Orthopedic Coding Alert

Reader Question:

Keep Track of Time on This E/M Encounter

Question: One of our providers wants to report 99203, using time to meet the level requirements for the code. The documentation the provider used stated that “25 or more minutes were spent face-to-face with the patient, and much of the encounter was spent counseling the patient on their current condition.”

Is this sufficient documentation for the 99203? Specifically, does the total time have to be at least 30 minutes in this encounter to justify a level-three new patient evaluation and management (E/M) code?

Nevada Subscriber

Answer: To bill an E/M based on time, you should first pick the code closest to the amount of time associated with it. So, if your provider documented they had spent exactly 26 minutes in total time with the patient, you would pick 99203 (Office or other outpatient visit for the evaluation and management of a new patient . Typically, 30 minutes are spent face-to-face with the patient and/or family) rather than 99202 (… Typically, 20 minutes …), as the 26 minutes is closer to the 30 minutes of 99203 than it is to the 20 minutes of 99202 (… An expanded problem focused history; An expanded problem focused examination; Straightforward medical decision making …). 

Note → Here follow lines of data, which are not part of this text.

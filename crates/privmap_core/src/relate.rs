//! Relationship constructor: the fixed sequence of edge-building steps run
//! after every node is loaded.
//!
//! Steps 1 to 4 are property joins evaluated by the store. Steps 5 and 6,
//! plus the explicit memberships of step 3, come from the edge-only staging
//! stores and are sent as chunks of (from nid, to nid) pairs. All edges are
//! merged, so running a step twice adds nothing.

use crate::content_id::ContentId;
use crate::error::{PrivmapError, Result};
use crate::record::{AceRecord, LinkRecord, MemberRecord};
use crate::staging::{StagingDir, Store};
use crate::store::{execute, Endpoint, GraphClient, JoinSpec, LinkSpec, Statement};
use crate::types::{AbusableRight, EdgeKind, LinkKind, NodeKind, INODE_LABEL};
use serde::de::DeserializeOwned;
use std::collections::BTreeMap;
use tracing::{debug, error, info, warn};

/// Default server-side chunk size for joins and pair links.
pub const DEFAULT_EDGE_CHUNK: usize = 10_000;

/// Tunables for relationship construction.
#[derive(Debug, Clone, Copy, PartialEq, Eq)]
pub struct RelateOptions {
    /// Rows per server-side join batch, and pairs per link transaction.
    pub chunk: usize,
}

impl Default for RelateOptions {
    fn default() -> Self {
        Self {
            chunk: DEFAULT_EDGE_CHUNK,
        }
    }
}

/// The six steps, in execution order.
#[derive(Debug, Clone, Copy, PartialEq, Eq, PartialOrd, Ord)]
pub enum Step {
    /// Directory CONTAINS file or directory.
    Containment,
    /// Principal OWNS file or directory.
    Ownership,
    /// Principal MEMBER_OF principal.
    Membership,
    /// HOSTS, RUNS_AS, EXECUTED_BY.
    RunnerWiring,
    /// Abusable-right edges from ACEs.
    Acl,
    /// IMPORTED_BY and FORWARDS.
    Dependencies,
}

impl Step {
    /// All steps in order.
    pub const ALL: [Step; 6] = [
        Step::Containment,
        Step::Ownership,
        Step::Membership,
        Step::RunnerWiring,
        Step::Acl,
        Step::Dependencies,
    ];

    /// Name for logs and reports.
    pub fn name(self) -> &'static str {
        match self {
            Step::Containment => "containment",
            Step::Ownership => "ownership",
            Step::Membership => "membership",
            Step::RunnerWiring => "runner-wiring",
            Step::Acl => "acl",
            Step::Dependencies => "dependencies",
        }
    }
}

/// Outcome of one step.
#[derive(Debug, Clone, PartialEq, Eq)]
pub struct StepOutcome {
    /// Which step.
    pub step: Step,
    /// Statements committed.
    pub statements: usize,
    /// Relationships created, as far as the client reports them.
    pub relationships: u64,
    /// Why the step stopped, if it did.
    pub error: Option<String>,
}

/// Outcome of every step.
#[derive(Debug, Clone, Default)]
pub struct RelateReport {
    /// One entry per step, in order.
    pub steps: Vec<StepOutcome>,
}

impl RelateReport {
    /// Steps that stopped on an error.
    pub fn failed(&self) -> impl Iterator<Item = &StepOutcome> {
        self.steps.iter().filter(|s| s.error.is_some())
    }

    /// Relationships created across all steps.
    pub fn relationships(&self) -> u64 {
        self.steps.iter().map(|s| s.relationships).sum()
    }
}

/// Builds every relationship for a loaded staging directory.
pub struct RelationshipConstructor<'a> {
    client: &'a dyn GraphClient,
    options: RelateOptions,
}

impl<'a> RelationshipConstructor<'a> {
    /// Creates a constructor writing through `client`.
    pub fn new(client: &'a dyn GraphClient, options: RelateOptions) -> Self {
        Self {
            client,
            options: RelateOptions {
                chunk: options.chunk.max(1),
            },
        }
    }

    /// Runs all six steps. A failing step is logged and the rest still run.
    pub fn run(&self, dir: &StagingDir) -> RelateReport {
        let mut report = RelateReport::default();
        for step in Step::ALL {
            report.steps.push(self.run_step(dir, step));
        }
        info!(
            relationships = report.relationships(),
            failed = report.failed().count(),
            "relationships built"
        );
        report
    }

    /// Runs one step, committing each statement as soon as it is built.
    pub fn run_step(&self, dir: &StagingDir, step: Step) -> StepOutcome {
        let mut outcome = StepOutcome {
            step,
            statements: 0,
            relationships: 0,
            error: None,
        };
        let result = self.emit(dir, step, |statement| self.apply(&statement, &mut outcome));
        match result {
            Ok(()) => info!(
                step = step.name(),
                statements = outcome.statements,
                relationships = outcome.relationships,
                "step complete"
            ),
            Err(e) => {
                error!(step = step.name(), error = %e, "step failed, continuing with the next");
                outcome.error = Some(e.to_string());
            }
        }
        outcome
    }

    fn apply(&self, statement: &Statement, outcome: &mut StepOutcome) -> Result<()> {
        debug!(statement = %statement.describe(), "relating");
        let summary = execute(self.client, statement)?;
        outcome.statements += 1;
        outcome.relationships += summary.relationships_created;
        Ok(())
    }

    /// Statements for one step, collected.
    pub fn statements(&self, dir: &StagingDir, step: Step) -> Result<Vec<Statement>> {
        let mut out = Vec::new();
        self.emit(dir, step, |statement| {
            out.push(statement);
            Ok(())
        })?;
        Ok(out)
    }

    /// Builds the statements for one step and hands each to `sink` in order.
    ///
    /// Edge stores are streamed; at most one chunk of pairs per link target
    /// is held in memory.
    fn emit<F>(&self, dir: &StagingDir, step: Step, mut sink: F) -> Result<()>
    where
        F: FnMut(Statement) -> Result<()>,
    {
        let join = |edge, from, to| {
            Statement::Join(JoinSpec {
                edge,
                from,
                to,
                chunk: self.options.chunk,
            })
        };
        let nid = |label: &'static str| Endpoint::new(label, "nid");
        let mut links = LinkBuffer::new(self.options.chunk);

        match step {
            Step::Containment => sink(join(
                EdgeKind::Contains,
                nid(NodeKind::Directory.label()),
                Endpoint::new(INODE_LABEL, "parent"),
            ))?,
            Step::Ownership => {
                sink(join(EdgeKind::Owns, nid("Principal"), Endpoint::new(INODE_LABEL, "owner")))?;
                sink(join(EdgeKind::Owns, nid("Principal"), Endpoint::new(INODE_LABEL, "group")))?;
            }
            Step::Membership => {
                sink(join(
                    EdgeKind::MemberOf,
                    Endpoint::new("Principal", "group"),
                    nid("Principal"),
                ))?;
                let target = (EdgeKind::MemberOf, "Principal", "Principal");
                for_each_edge(dir, Store::Members, |m: MemberRecord| {
                    match links.push(target, (m.member, m.group)) {
                        Some(full) => sink(full),
                        None => Ok(()),
                    }
                })?;
            }
            Step::RunnerWiring => {
                sink(join(EdgeKind::Hosts, nid("Directory"), Endpoint::new("Runner", "exe_parent")))?;
                sink(join(EdgeKind::RunsAs, Endpoint::new("Runner", "context"), nid("Principal")))?;
                sink(join(EdgeKind::ExecutedBy, nid("Exe"), Endpoint::new("Runner", "exe")))?;
            }
            Step::Acl => {
                let mut ignored = 0u64;
                for_each_edge(dir, Store::Aces, |ace: AceRecord| {
                    let Some(right) = AbusableRight::parse(&ace.right) else {
                        ignored += 1;
                        return Ok(());
                    };
                    let target = (EdgeKind::Acl(right), "Principal", ace.target_kind.label());
                    match links.push(target, (ace.principal, ace.target)) {
                        Some(full) => sink(full),
                        None => Ok(()),
                    }
                })?;
                debug!(ignored, "non-abusable rights left out");
            }
            Step::Dependencies => {
                let dep = NodeKind::Dependency.label();
                for_each_edge(dir, Store::Imports, |link: LinkRecord| {
                    let full = match link.kind {
                        LinkKind::Import => links
                            .push((EdgeKind::ImportedBy, dep, INODE_LABEL), (link.dependency, link.file)),
                        LinkKind::Forward => links
                            .push((EdgeKind::Forwards, INODE_LABEL, dep), (link.file, link.dependency)),
                    };
                    match full {
                        Some(full) => sink(full),
                        None => Ok(()),
                    }
                })?;
            }
        }

        for statement in links.drain() {
            sink(statement)?;
        }
        Ok(())
    }
}

/// Relationship type plus the endpoint labels a pair link connects.
type LinkTarget = (EdgeKind, &'static str, &'static str);

/// Pending pairs per link target, released one chunk at a time.
struct LinkBuffer {
    chunk: usize,
    pending: BTreeMap<LinkTarget, Vec<(ContentId, ContentId)>>,
}

impl LinkBuffer {
    fn new(chunk: usize) -> Self {
        Self {
            chunk: chunk.max(1),
            pending: BTreeMap::new(),
        }
    }

    /// Adds a pair; returns a link statement once its target's chunk is full.
    fn push(&mut self, target: LinkTarget, pair: (ContentId, ContentId)) -> Option<Statement> {
        let pairs = self.pending.entry(target).or_default();
        pairs.push(pair);
        if pairs.len() < self.chunk {
            return None;
        }
        let full = std::mem::take(pairs);
        Some(link(target, full))
    }

    /// Remaining partial chunks, in target order.
    fn drain(self) -> impl Iterator<Item = Statement> {
        self.pending
            .into_iter()
            .filter(|(_, pairs)| !pairs.is_empty())
            .map(|(target, pairs)| link(target, pairs))
    }
}

/// Duplicates inside a chunk are dropped; across chunks the merge absorbs them.
fn link((edge, from_label, to_label): LinkTarget, mut pairs: Vec<(ContentId, ContentId)>) -> Statement {
    pairs.sort_unstable();
    pairs.dedup();
    Statement::Link(LinkSpec {
        edge,
        from_label,
        to_label,
        pairs,
    })
}

/// Streams an edge-only store into `f`, skipping malformed lines.
fn for_each_edge<R, F>(dir: &StagingDir, store: Store, mut f: F) -> Result<()>
where
    R: DeserializeOwned,
    F: FnMut(R) -> Result<()>,
{
    for item in dir.records::<R>(store)? {
        match item {
            Ok(staged) => f(staged.record)?,
            Err(PrivmapError::MalformedRecord { line, reason, .. }) => {
                warn!(store = store.file_name(), line, %reason, "skipping malformed record");
            }
            Err(e) => return Err(e),
        }
    }
    Ok(())
}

Then, you need to document that the counseling component of the encounter lasted “more than 50 percent” of that time, or more than 16 minutes in the case of 99203. The provider must also document the nature of the counseling performed.

In your description of the encounter, there is no indication that these criteria have been met. First, documenting “25 or more minutes” is not precise enough for documentation purposes. Similarly, the counseling component must be documented as “more than 50 percent” of that time, or more than 16 minutes in this case. Documenting “much of the encounter” is, again, not precise enough. Finally, you do not say whether the provider documented the nature of the counseling provided to the patient.

Consequently, you must work with your provider to accurately document this service if you still want to code it based on time. Alternately, you may find that the note has enough documentation to provide medical necessity, enabling you to count the E/M components of a detailed history, a detailed examination, and low-complexity medical decision making (MDM) to justify a level-three new patient E/M.